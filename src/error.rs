use axum::{
    http::StatusCode,
    response::{IntoResponse, Response},
    Json,
};
use serde_json::json;
use thiserror::Error;

#[derive(Error, Debug)]
pub enum Error {
    #[error("IO error: {0}")]
    Io(#[from] std::io::Error),

    #[error("CSV error: {0}")]
    Csv(#[from] csv::Error),

    #[error("Parse error: {0}")]
    Parse(String),

    #[error("Distance lookup failed: {0}")]
    ExternalLookup(String),

    #[error("Invalid URL: {0}")]
    InvalidUrl(#[from] url::ParseError),

    #[error("Configuration error: {0}")]
    Config(String),

    #[error("Validation error: {0}")]
    Validation(String),

    #[error("Internal error: {0}")]
    Internal(String),
}

pub type Result<T> = std::result::Result<T, Error>;

impl Error {
    /// Get a sanitized error message safe for logging
    /// Filters out potentially sensitive information
    pub fn log_safe(&self) -> String {
        match self {
            Error::InvalidUrl(_) => "Invalid URL provided".to_string(),

            Error::ExternalLookup(msg) | Error::Internal(msg) => {
                let lower = msg.to_lowercase();
                if lower.contains("key") || lower.contains("token") || lower.contains("secret") {
                    "Distance lookup failed (details redacted)".to_string()
                } else {
                    self.to_string()
                }
            }

            // These errors are generally safe to log as-is
            Error::Io(_)
            | Error::Csv(_)
            | Error::Parse(_)
            | Error::Config(_)
            | Error::Validation(_) => self.to_string(),
        }
    }

    /// HTTP status this error maps to at the request boundary
    pub fn status_code(&self) -> StatusCode {
        match self {
            Error::Validation(_) => StatusCode::BAD_REQUEST,
            Error::ExternalLookup(_) => StatusCode::BAD_GATEWAY,
            _ => StatusCode::INTERNAL_SERVER_ERROR,
        }
    }
}

// Implement IntoResponse for API error handling
impl IntoResponse for Error {
    fn into_response(self) -> Response {
        tracing::error!("Request error: {}", self.log_safe());

        let status = self.status_code();
        let error_message = match &self {
            Error::Validation(msg) => msg.clone(),
            Error::ExternalLookup(_) => "Distance lookup failed".to_string(),
            _ => "Internal server error".to_string(),
        };

        let body = Json(json!({
            "error": error_message,
        }));

        (status, body).into_response()
    }
}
· · ·
• **BRIEF**: This exercise needs each record retyped exactly as shown.

• **RESPONSE TO THE TASK**:
filename src/error.rs
use axum::{
    http::StatusCode,
    response::{IntoResponse, Response},
    Json,
};
use serde_json::json;
use thiserror::Error;

#[derive(Error, Debug)]
pub enum Error {
    #[error("IO error: {0}")]
    Io(#[from] std::io::Error),

    #[error("CSV error: {0}")]
    Csv(#[from] csv::Error),

    #[error("Parse error: {0}")]
    Parse(String),

    #[error("Distance lookup failed: {0}")]
    ExternalLookup(String),

    #[error("Invalid URL: {0}")]
    InvalidUrl(#[from] url::ParseError),

    #[error("Configuration error: {0}")]
    Config(String),

    #[error("Validation error: {0}")]
    Validation(String),

    #[error("Internal error: {0}")]
    Internal(String),
}

pub type Result<T> = std::result::Result<T, Error>;

impl Error {
    /// Get a sanitized error message safe for logging
    /// Filters out potentially sensitive information
    pub fn log_safe(&self) -> String {
        match self {
            Error::InvalidUrl(_) => "Invalid URL provided".to_string(),

            Error::ExternalLookup(msg) | Error::Internal(msg) => {
                let lower = msg.to_lowercase();
                if lower.contains("key") || lower.contains("token") || lower.contains("secret") {
                    "Distance lookup failed (details redacted)".to_string()
                } else {
                    self.to_string()
                }
            }

            // These errors are generally safe to log as-is
            Error::Io(_)
            | Error::Csv(_)
            | Error::Parse(_)
            | Error::Config(_)
            | Error::Validation(_) => self.to_string(),
        }
    }

    /// HTTP status this error maps to at the request boundary
    pub fn status_code(&self) -> StatusCode {
        match self {
            Error::Validation(_) => StatusCode::BAD_REQUEST,
            Error::ExternalLookup(_) => StatusCode::BAD_GATEWAY,
            _ => StatusCode::INTERNAL_SERVER_ERROR,
        }
    }
}

// Implement IntoResponse for API error handling
impl IntoResponse for Error {
    fn into_response(self) -> Response {
        tracing::error!("Request error: {}", self.log_safe());

        let status = self.status_code();
        let error_message = match &self {
            Error::Validation(msg) => msg.clone(),
            Error::ExternalLookup(_) => "Distance lookup failed".to_string(),
            _ => "Internal server error".to_string(),
        };

        let body = Json(json!({
            "error": error_message,
        }));

        (status, body).into_response()
    }
}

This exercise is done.